Jeanie prit la bible de sa sœur, et trouva que la marque fatale était faite à ce passage du livre de Job : Il m’a dépouillé de ma gloire ; il m’a enlevé la couronne qui ceignait ma tête ; il m’a détruit de tous côtés, et je suis perdu ; il m’a arraché mon espoir comme l’arbre qu’on déracine.

« Ne sont-ce pas là des paroles trop vraies ? dit la prisonnière : ma gloire, ma couronne ne me sont-elles pas enlevées ? et ne suis-je pas un pauvre arbre flétri et abâtardi, arraché par les racines et jeté sur la voie publique pour être foulé aux pieds par les hommes et les animaux ? Je pense à cette aubépine toute couverte de fleurs que mon père a arrachée dans notre cour au mois de mai dernier, et qui y est restée jusqu’à ce que les vaches l’aient mise en pièces avec leurs pieds : hélas ! je ne me doutais guère, quand j’avais pitié du pauvre arbrisseau et de ses fleurs, qu’un jour j’aurais moi-même le même sort. — Oh ! si vous aviez dit un mot ! répéta Jeanie en sanglotant ; si j’avais la liberté de jurer que vous m’avez dit un mot de votre état, aujourd’hui on ne pourrait toucher à votre vie. — Vraiment ? » dit Effie chez qui ces paroles semblèrent exciter un mouvement d’intérêt, car la vie est chère à ceux même à qui elle pèse souvent comme un fardeau ; « qui vous a dit cela, Jeanie ? — C’est quelqu’un qui savait bien ce qu’il disait, » répondit Jeanie qui éprouvait une répugnance naturelle à prononcer le nom du séducteur de sa sœur.
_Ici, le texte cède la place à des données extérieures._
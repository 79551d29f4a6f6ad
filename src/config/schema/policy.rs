use crate::security::defaults::{default_blocked_commands, default_forbidden_paths};
use serde::{Deserialize, Serialize};
use std::collections::BTreeMap;
use std::path::{Path, PathBuf};

#[derive(Debug, Clone, Serialize, Deserialize)]
pub struct PolicyConfig {
    /// Root that absolute tool paths must stay inside. Defaults to the workspace.
    #[serde(default)]
    pub sandbox_root: Option<String>,
    #[serde(default = "default_workspace_only")]
    pub workspace_only: bool,
    #[serde(default = "default_forbidden_paths")]
    pub forbidden_paths: Vec<String>,
    #[serde(default = "default_blocked_commands")]
    pub blocked_commands: Vec<String>,
    /// Per-tool risk tier overrides, e.g. `note_create = "low"`.
    #[serde(default)]
    pub risk_overrides: BTreeMap<String, String>,
}

fn default_workspace_only() -> bool {
    true
}

impl Default for PolicyConfig {
    fn default() -> Self {
        Self {
            sandbox_root: None,
            workspace_only: default_workspace_only(),
            forbidden_paths: default_forbidden_paths(),
            blocked_commands: default_blocked_commands(),
            risk_overrides: BTreeMap::new(),
        }
    }
}

impl PolicyConfig {
    pub fn resolve_sandbox_root(&self, workspace_dir: &Path) -> PathBuf {
        self.sandbox_root
            .as_deref()
            .map_or_else(
                || workspace_dir.to_path_buf(),
                |raw| PathBuf::from(shellexpand::tilde(raw).into_owned()),
            )
    }
}
use crate::error::ConfigError;
use crate::pipeline::PlanStep;
use crate::tools::ToolKind;
use serde::{Deserialize, Serialize};
use std::collections::BTreeMap;
use std::str::FromStr;
use strum::IntoEnumIterator;

#[derive(
    Debug,
    Clone,
    Copy,
    PartialEq,
    Eq,
    PartialOrd,
    Ord,
    Hash,
    Serialize,
    Deserialize,
    strum::Display,
    strum::EnumString,
)]
#[serde(rename_all = "snake_case")]
#[strum(serialize_all = "UPPERCASE", ascii_case_insensitive)]
pub enum RiskLevel {
    Low,
    Medium,
    High,
}

/// Outcome of classifying one plan step.
///
/// Only the risk engine builds these; the fields are read through accessors
/// so an assessment cannot be forged downstream of classification.
#[derive(Debug, Clone, PartialEq, Eq, Serialize)]
pub struct RiskAssessment {
    step_id: String,
    tool_name: String,
    #[serde(skip)]
    fingerprint: String,
    level: RiskLevel,
    rationale: String,
    policy_violation: bool,
    matched_rules: Vec<String>,
}

impl RiskAssessment {
    pub(crate) fn new(
        step: &PlanStep,
        level: RiskLevel,
        rationale: String,
        policy_violation: bool,
        matched_rules: Vec<String>,
    ) -> Self {
        Self {
            step_id: step.step_id.clone(),
            tool_name: step.tool_name.clone(),
            fingerprint: step.fingerprint(),
            level,
            rationale,
            policy_violation,
            matched_rules,
        }
    }

    pub fn step_id(&self) -> &str {
        &self.step_id
    }

    pub fn tool_name(&self) -> &str {
        &self.tool_name
    }

    /// [`PlanStep::fingerprint`] of the classified step.
    pub fn fingerprint(&self) -> &str {
        &self.fingerprint
    }

    /// Whether this assessment was made for exactly `step`.
    pub fn covers(&self, step: &PlanStep) -> bool {
        self.step_id == step.step_id && self.fingerprint == step.fingerprint()
    }

    pub fn level(&self) -> RiskLevel {
        self.level
    }

    pub fn rationale(&self) -> &str {
        &self.rationale
    }

    pub fn policy_violation(&self) -> bool {
        self.policy_violation
    }

    pub fn matched_rules(&self) -> &[String] {
        &self.matched_rules
    }

    pub fn requires_confirmation(&self) -> bool {
        self.level == RiskLevel::High && !self.policy_violation
    }
}

/// Static `tool_name -> level` table consulted before argument overrides.
#[derive(Debug, Clone, PartialEq, Eq)]
pub struct PolicyTable {
    levels: BTreeMap<String, RiskLevel>,
}

impl Default for PolicyTable {
    fn default() -> Self {
        Self::builtin()
    }
}

impl PolicyTable {
    pub fn builtin() -> Self {
        let levels = ToolKind::iter()
            .map(|kind| (kind.to_string(), kind.default_risk()))
            .collect();
        Self { levels }
    }

    /// Builtin table with config overrides applied; overrides may add tools.
    pub fn with_overrides(overrides: &BTreeMap<String, String>) -> Result<Self, ConfigError> {
        let mut table = Self::builtin();
        for (tool, raw) in overrides {
            let level = RiskLevel::from_str(raw).map_err(|_| {
                ConfigError::Validation(format!("unknown risk level '{raw}' for {tool}"))
            })?;
            table.set(tool, level);
        }
        Ok(table)
    }

    pub fn set(&mut self, tool: &str, level: RiskLevel) {
        self.levels.insert(tool.to_string(), level);
    }

    pub fn level_for(&self, tool: &str) -> Option<RiskLevel> {
        self.levels.get(tool).copied()
    }

    pub fn entries(&self) -> impl Iterator<Item = (&str, RiskLevel)> {
        self.levels.iter().map(|(name, level)| (name.as_str(), *level))
    }
}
« Qui est-ce ? Je vous en conjure, dites-le-moi, reprit Effie en se relevant ; qui a pu s’intéresser au sort d’une pauvre malheureuse comme moi ? est-ce… est-ce lui ? — Eh bien donc ! dit Ratcliffe, pourquoi tenir cette pauvre fille en suspens ? Je gagerais, moi, que c’est Robertson qui vous a appris cela quand vous l’avez rencontré à la butte de Muschat. — Est-ce lui ? » dit Effie saisissant avidement ces paroles ; « est il bien vrai que ce soit lui, Jeanie ? Oh ! oui, c’est lui, je le vois. Pauvre garçon ! et moi qui l’accusais d’avoir un cœur de pierre, tandis qu’il s’exposait pour moi à un tel danger. Pauvre George ! »

Un peu indignée de cette expression de tendresse pour l’auteur de sa ruine, Jeanie ne put s’empêcher de s’écrier : « Oh ! Effie ! comment pouvez-vous parler ainsi d’un tel homme ? — Vous savez que nous devons pardonner à nos ennemis, » dit la pauvre Effie avec un regard timide et une voix mal assurée ; car sa conscience lui disait combien le sentiment que lui inspirait encore son séducteur ressemblait peu à la charité chrétienne sous laquelle elle cherchait à le cacher.

« Quoi ! après avoir tant souffert pour lui, vous pouvez l’aimer encore ; » dit sa sœur avec l’accent du blâme et de la pitié.

« L’aimer, dit Effie ; si je ne l’avais pas aimé comme il est rare qu’une femme aime, je ne serais pas aujourd’hui dans ces murs ; et croyez-vous qu’un amour semblable au mien s’efface légèrement ? Non, non ; il est plus facile d’abattre un arbre que de le redresser. Et vous, Jeanie, si vous voulez me faire du bien en ce moment, c’est de me répéter toutes les paroles qu’il vous a dites : que je sache au moins s’il est affligé du sort de la pauvre Effie. — Quel besoin ai-je de vous parler de cela ? dit Jeanie ; vous devez savoir qu’il avait assez affaire de penser à sa propre sûreté pour pouvoir s’occuper long-temps de quelqu’un. — Ce ne peut être vrai, Jeanie ; quand ce serait un saint qui viendrait me le dire, je ne le croirais pas, » s’écria Effie par un retour involontaire de l’ancienne vivacité de son caractère. « Mais vous ne savez pas comme moi jusqu’à quel point il a hasardé sa vie pour sauver la mienne. » Puis regardant Ratcliffe, elle s’arrêta et se tut.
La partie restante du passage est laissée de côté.